GRANDMOTHER – Michigan Quarterly Review

GRANDMOTHER

Published in Issue 62.4: Fall 2023

“When demons take your soul,” my grandmother told me, “they don’t take all of it away.” That was how my evenings began, sitting before my declining grandmother, listening to stories of her time as a witch. She sat on the bed, legs sprawled, pillows under her ankles and knees. “It’s more of a pull rather than a suck.” 

She said she remembered the days of witch hunting, despite being born almost a century after; she said she was centuries old. She’d had her fifth stroke the week before, her body paralyzed from the waist down. She gasped for air after each sentence, and the air that left her mouth smelled of sour milk and stale whole wheat bread. Her lungs were failing. She was not on life support, said she didn’t need it, and we didn’t push. It was like we had surrendered, letting her body slowly ease into death, listening to her and never correcting her. Mother said getting accustomed to the idea of death takes time for the dying, but Grandmother didn’t know she was dying. She would never be told of the possibility of her impending death. I wondered when she’d die. In any case, how could one ever get accustomed to something they never knew could happen to them? 

“These demons—never call them ghosts or evil spirits, those are different—they don’t try to take over your body at first.”

I listened, my head on her unfeeling knees, looking up at her smiling face, yellowed teeth chipped at the edges like porcelain, the gaps between her words growing wider with every breath. I asked her how she knew, like I always did, and she answered the same every time, presumably without a trace of the memory from the times I’d asked before. “I am a witch, remember? I was even an exorcist once, saving pregnant widows from those demons.” I couldn’t bring myself to believe in the supernatural. It seemed like the stuff of fairy tales printed in books with gilded edges. God, I felt, was an entity without much basis in reality, much like demons.  

But I asked, “How do they choose their prey?” And she corrected me, “Not prey, love, no, no.” A pause, hand propped under her chin like she was thinking. Thin black hair sprouted across the skin under her fingers. “They smell fear, and I was born during the war, so I know fear.” 

“Where did you learn all this?” I asked.

She said, proud as a talking bird, “I was trained at a school for it, the only woman there, the first one they accepted.” 

I smiled, and she kissed my cheek, sour milk and stale whole wheat bread plastered across my skin in a wet sheen of saliva. She was a doctor before being a witch. She helped deliver babies and treat incurable illnesses. “I saved many women during the war, pregnant or otherwise, while my husband was out there fighting at the borders.” 
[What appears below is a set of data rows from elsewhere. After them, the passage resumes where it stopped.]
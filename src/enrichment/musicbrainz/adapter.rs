//! Adapter layer: Convert MusicBrainz DTOs to descriptors
//!
//! This is the ONLY place where MusicBrainz DTO types are converted.

use super::dto;
use crate::model::{Descriptor, Provenance, UNKNOWN_ALBUM, UNKNOWN_ARTIST};

/// Tags kept as genres, most voted first.
const MAX_GENRES: usize = 5;

/// Convert the best search hit into a descriptor.
///
/// The confidence is the search score scaled into [0, 1]. Duration is 0
/// when MusicBrainz does not know the length.
pub fn to_descriptor(recording: dto::Recording) -> Descriptor {
    let artist = build_artist_string(&recording.artist_credit)
        .unwrap_or_else(|| UNKNOWN_ARTIST.to_string());
    let release = best_release(&recording.releases);

    let album = release
        .map(|r| r.title.clone())
        .unwrap_or_else(|| UNKNOWN_ALBUM.to_string());

    // YYYY, YYYY-MM, or YYYY-MM-DD
    let year = release
        .and_then(|r| r.date.as_deref())
        .and_then(|d| d.split('-').next())
        .and_then(|y| y.parse().ok());

    Descriptor {
        title: recording.title,
        artist,
        album,
        duration_secs: recording
            .length
            .map(|ms| (ms / 1000) as u32)
            .unwrap_or(0),
        genres: extract_genres(&recording.tags),
        year,
        track_number: None,
        fingerprint_id: None,
        catalog_id: Some(recording.id),
        confidence: (recording.score.min(100) as f32) / 100.0,
        provenance: Provenance::TextSearchMatch,
        fingerprint_attempted: false,
    }
}

/// Build a combined artist string from artist credits
fn build_artist_string(credits: &[dto::ArtistCredit]) -> Option<String> {
    if credits.is_empty() {
        return None;
    }

    let mut result = String::new();
    for credit in credits {
        result.push_str(credit.name.as_ref().unwrap_or(&credit.artist.name));
        if let Some(ref join) = credit.joinphrase {
            result.push_str(join);
        }
    }
    Some(result)
}

/// Prefer official albums, then any official release, then whatever is first.
fn best_release(releases: &[dto::Release]) -> Option<&dto::Release> {
    let is_official = |r: &&dto::Release| r.status.as_deref() == Some("Official");

    releases
        .iter()
        .filter(is_official)
        .find(|r| {
            r.release_group
                .as_ref()
                .and_then(|rg| rg.primary_type.as_deref())
                == Some("Album")
        })
        .or_else(|| releases.iter().find(is_official))
        .or_else(|| releases.first())
}

fn extract_genres(tags: &[dto::Tag]) -> Vec<String> {
    let mut sorted: Vec<_> = tags.iter().filter(|t| t.count > 0).collect();
    sorted.sort_by(|a, b| b.count.cmp(&a.count));
    sorted
        .into_iter()
        .take(MAX_GENRES)
        .map(|t| t.name.clone())
        .collect()
}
Grandmother was the only one I still talked to in my paternal family; the rest of them left me when I came out. Or did I leave them? I did not remember. At times, I could barely conjure up their faces in my mind. Like watercolor splashed with rain, they bled around the edges, dripped beyond the canvas. I forgot them because otherwise, I’d still be mourning their departure. 

I pressed my finger to my grandmother’s forehead, and she said, “You are a handsome young man, you’ll be settled with a wife in no time.” My finger slick with her sweat, I said, “Thank you, I love you.” I feared that soon I wouldn’t be able to tell her I loved her again. I feared the loss of her body. I wished for souls to exist just to quench my guilt that I might be a bad grandson. 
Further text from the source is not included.